Embora persista o risco de ataques violentos contra civis em Gaza, as infecções resultantes de feridas mal tratadas estão a aumentar rapidamente, colocando vidas em risco.

“Os riscos de infecção são incrivelmente elevados devido às condições em que as pessoas vivem e ao fato de simplesmente não haver capacidade para fornecer os cuidados hospitalares a longo prazo de que estes pacientes realmente necessitam”, diz Hook.

No hospital europeu, uma equipa médica de MSF começou recentemente a tratar pacientes que ficaram feridos no início da guerra e cujas feridas estão agora infetadas devido à falta de cuidados de saúde.

Existem apenas algumas instalações gerais de saúde, incluindo a clínica Al-Shaboura, que é apoiada por MSF, atualmente aberta no sul. Isto significa que há tratamento limitado disponível para doenças infecciosas como infecções respiratórias, diarreia, varicela, piolhos e sarna, que se espalham incontrolavelmente em abrigos sobrelotados, aumentando os riscos para os palestinos deslocados.

Condições de vida terríveis e fome generalizada

“À medida que percorremos as ruas a sul de Khan Younis e perto de Rafah, vemos os abrigos temporários a expandirem-se cada vez mais à medida que mais e mais pessoas chegam”, diz Hook.

“As condições gerais para a maioria destas pessoas são terríveis: vivem em estruturas temporárias feitas de alguns pedaços de madeira amassados ​​e cobertos com folhas de plástico. Eles lutam para encontrar água suficiente para atender às suas necessidades de higiene.”

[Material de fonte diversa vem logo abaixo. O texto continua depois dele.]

//! Axum router and handlers for the supplier REST surface.
//!
//! The storage backend is injected as shared state (`Arc<dyn StoreBackend>`),
//! so the same router serves CouchDB in production and the in-memory store in
//! tests.

use std::sync::Arc;

use axum::{
    extract::{Path, Query, Request, State},
    http::{header, HeaderMap, StatusCode},
    response::{IntoResponse, Response},
    routing::{get, put},
    Form, Json, RequestExt, Router,
};
use serde::Deserialize;
use serde_json::{json, Value};
use tower_http::trace::TraceLayer;
use tracing::info;

use supplierstore::{backend::StoreBackend, supplier::Supplier};

use crate::error::{ServiceError, ServiceResult};

type AppState = Arc<dyn StoreBackend>;

/// Builds the application router over the given backend.
pub fn app(store: Arc<dyn StoreBackend>) -> Router {
    Router::new()
        .route("/", get(index))
        .route("/suppliers", get(list_suppliers).post(create_supplier))
        .route(
            "/suppliers/:id",
            get(get_supplier).put(update_supplier).delete(delete_supplier),
        )
        .route("/suppliers/:id/like", put(like_supplier))
        .layer(TraceLayer::new_for_http())
        .with_state(store)
}

async fn index() -> &'static str {
    "Hello Supplier!"
}

/// Query parameters accepted by the list endpoint. At most one filter is
/// applied per request; when several are passed, precedence runs name,
/// like_count, is_active, rating, product_id.
#[derive(Debug, Default, Deserialize)]
struct ListParams {
    name: Option<String>,
    like_count: Option<i64>,
    is_active: Option<String>,
    rating: Option<f64>,
    product_id: Option<i64>,
}

async fn list_suppliers(
    State(store): State<AppState>,
    Query(params): Query<ListParams>,
) -> ServiceResult<Json<Vec<Value>>> {
    let store = store.as_ref();

    let suppliers = if let Some(name) = &params.name {
        info!(%name, "listing suppliers by name");
        Supplier::find_by_name(store, name).await?
    } else if let Some(like_count) = params.like_count {
        info!(like_count, "listing suppliers with more likes");
        Supplier::find_by_greater(store, "like_count", like_count as f64).await?
    } else if let Some(is_active) = &params.is_active {
        let is_active = is_active == "true";
        info!(is_active, "listing suppliers by active flag");
        Supplier::find_by_is_active(store, is_active).await?
    } else if let Some(rating) = params.rating {
        info!(rating, "listing suppliers rated higher");
        Supplier::find_by_greater(store, "rating", rating).await?
    } else if let Some(product_id) = params.product_id {
        info!(product_id, "listing suppliers carrying product");
        Supplier::find_by_product(store, product_id).await?
    } else {
        Supplier::all(store).await?
    };

    Ok(Json(suppliers.iter().map(Supplier::serialize).collect()))
}

async fn get_supplier(
    State(store): State<AppState>,
    Path(id): Path<String>,
) -> ServiceResult<Json<Value>> {
    let supplier = Supplier::find(store.as_ref(), &id)
        .await?
        .ok_or_else(|| ServiceError::supplier_not_found(&id))?;

    Ok(Json(supplier.serialize()))
}

async fn create_supplier(
    State(store): State<AppState>,
    request: Request,
) -> ServiceResult<Response> {
    let content_type = content_type(request.headers()).map(str::to_string);

    let data = match content_type.as_deref() {
        Some(ct) if ct.starts_with("application/json") => {
            let Json(data) = request
                .extract::<Json<Value>, _>()
                .await
                .map_err(|err| ServiceError::Validation(err.to_string()))?;
            data
        }
        Some(ct) if ct.starts_with("application/x-www-form-urlencoded") => {
            info!("creating supplier from form submit");
            let Form(form) = request
                .extract::<Form<SupplierForm>, _>()
                .await
                .map_err(|err| ServiceError::Validation(err.to_string()))?;
            form.into_document()?
        }
        _ => {
            return Err(ServiceError::UnsupportedMediaType(
                "application/json".to_string(),
            ));
        }
    };

    let mut supplier = Supplier::new();
    supplier.deserialize(&data)?;
    supplier.save(store.as_ref()).await?;
    info!(id = ?supplier.id, "supplier created");

    let location = match &supplier.id {
        Some(id) => format!("/suppliers/{id}"),
        None => "/suppliers".to_string(),
    };

    Ok((
        StatusCode::CREATED,
        [(header::LOCATION, location)],
        Json(supplier.serialize()),
    )
        .into_response())
}

async fn update_supplier(
    State(store): State<AppState>,
    Path(id): Path<String>,
    request: Request,
) -> ServiceResult<Json<Value>> {
    require_json(request.headers())?;

    let mut supplier = Supplier::find(store.as_ref(), &id)
        .await?
        .ok_or_else(|| ServiceError::supplier_not_found(&id))?;

    let Json(data) = request
        .extract::<Json<Value>, _>()
        .await
        .map_err(|err| ServiceError::Validation(err.to_string()))?;

    supplier.deserialize(&data)?;
    supplier.id = Some(id);
    supplier.save(store.as_ref()).await?;

    Ok(Json(supplier.serialize()))
}

async fn delete_supplier(
    State(store): State<AppState>,
    Path(id): Path<String>,
) -> ServiceResult<StatusCode> {
    if let Some(mut supplier) = Supplier::find(store.as_ref(), &id).await? {
        supplier.delete(store.as_ref()).await?;
        info!(%id, "supplier deleted");
    }

    Ok(StatusCode::NO_CONTENT)
}

async fn like_supplier(
    State(store): State<AppState>,
    Path(id): Path<String>,
) -> ServiceResult<Json<Value>> {
    let mut supplier = Supplier::find(store.as_ref(), &id)
        .await?
        .ok_or_else(|| ServiceError::supplier_not_found(&id))?;

    supplier.like_count = Some(supplier.like_count.unwrap_or(0) + 1);
    supplier.save(store.as_ref()).await?;
    info!(%id, like_count = ?supplier.like_count, "supplier liked");

    Ok(Json(supplier.serialize()))
}

/// Form payload for browser submissions. Every field arrives as a string and
/// is coerced to its typed shape; coercion failures are validation errors.
#[derive(Debug, Deserialize)]
struct SupplierForm {
    name: String,
    like_count: String,
    is_active: String,
    products: String,
    rating: String,
}

impl SupplierForm {
    fn into_document(self) -> ServiceResult<Value> {
        let like_count = match self.like_count.trim() {
            "" => Value::Null,
            raw => raw
                .parse::<i64>()
                .map(Value::from)
                .map_err(|_| ServiceError::Validation("like_count must be an integer".to_string()))?,
        };

        let rating = match self.rating.trim() {
            "" => Value::Null,
            raw => raw
                .parse::<f64>()
                .map(Value::from)
                .map_err(|_| ServiceError::Validation("rating must be a number".to_string()))?,
        };

        let products = match self.products.trim() {
            "" => Vec::new(),
            raw => raw
                .split(',')
                .map(|part| {
                    part.trim().parse::<i64>().map_err(|_| {
                        ServiceError::Validation(
                            "products must be comma-separated integers".to_string(),
                        )
                    })
                })
                .collect::<ServiceResult<Vec<i64>>>()?,
        };

        Ok(json!({
            "name": self.name,
            "like_count": like_count,
            "is_active": self.is_active == "true",
            "products": products,
            "rating": rating,
        }))
    }
}

fn content_type(headers: &HeaderMap) -> Option<&str> {
    headers.get(header::CONTENT_TYPE)?.to_str().ok()
}

fn require_json(headers: &HeaderMap) -> ServiceResult<()> {
    match content_type(headers) {
        Some(ct) if ct.starts_with("application/json") => Ok(()),
        _ => Err(ServiceError::UnsupportedMediaType(
            "application/json".to_string(),
        )),
    }
}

Os frágeis abrigos estão constantemente em dificuldades, atingidos pelos ventos fortes e pelas fortes chuvas. Com mais pessoas a chegar ao sul, torna-se mais difícil encontrar alimentos e os poucos alimentos disponíveis são demasiado caros para as pessoas comprarem”, diz ele.

Durante uma trégua de sete dias em novembro, o hospital Nasser teve uma breve pausa na recepção de pacientes com ferimentos violentos e, em vez disso, ficou sobrecarregado com pacientes diabéticos e outros doentes crônicos que não tiveram acesso aos cuidados médicos de que necessitavam durante os combates.

Isto mudou novamente quando as hostilidades recomeçaram em 1 de dezembro. Desta vez com intensidade ainda maior. Não sabemos o que aconteceu a esses pacientes crônicos quando as nossas instalações foram sobrecarregadas pela chegada em massa de feridos de guerra, nem como poderão sobreviver.

No dia 17 de dezembro, a maternidade do hospital Nasser foi atacada. Um paciente foi morto, enquanto outros ficaram feridos neste ataque. Os ataques aos cuidados de saúde devem parar agora.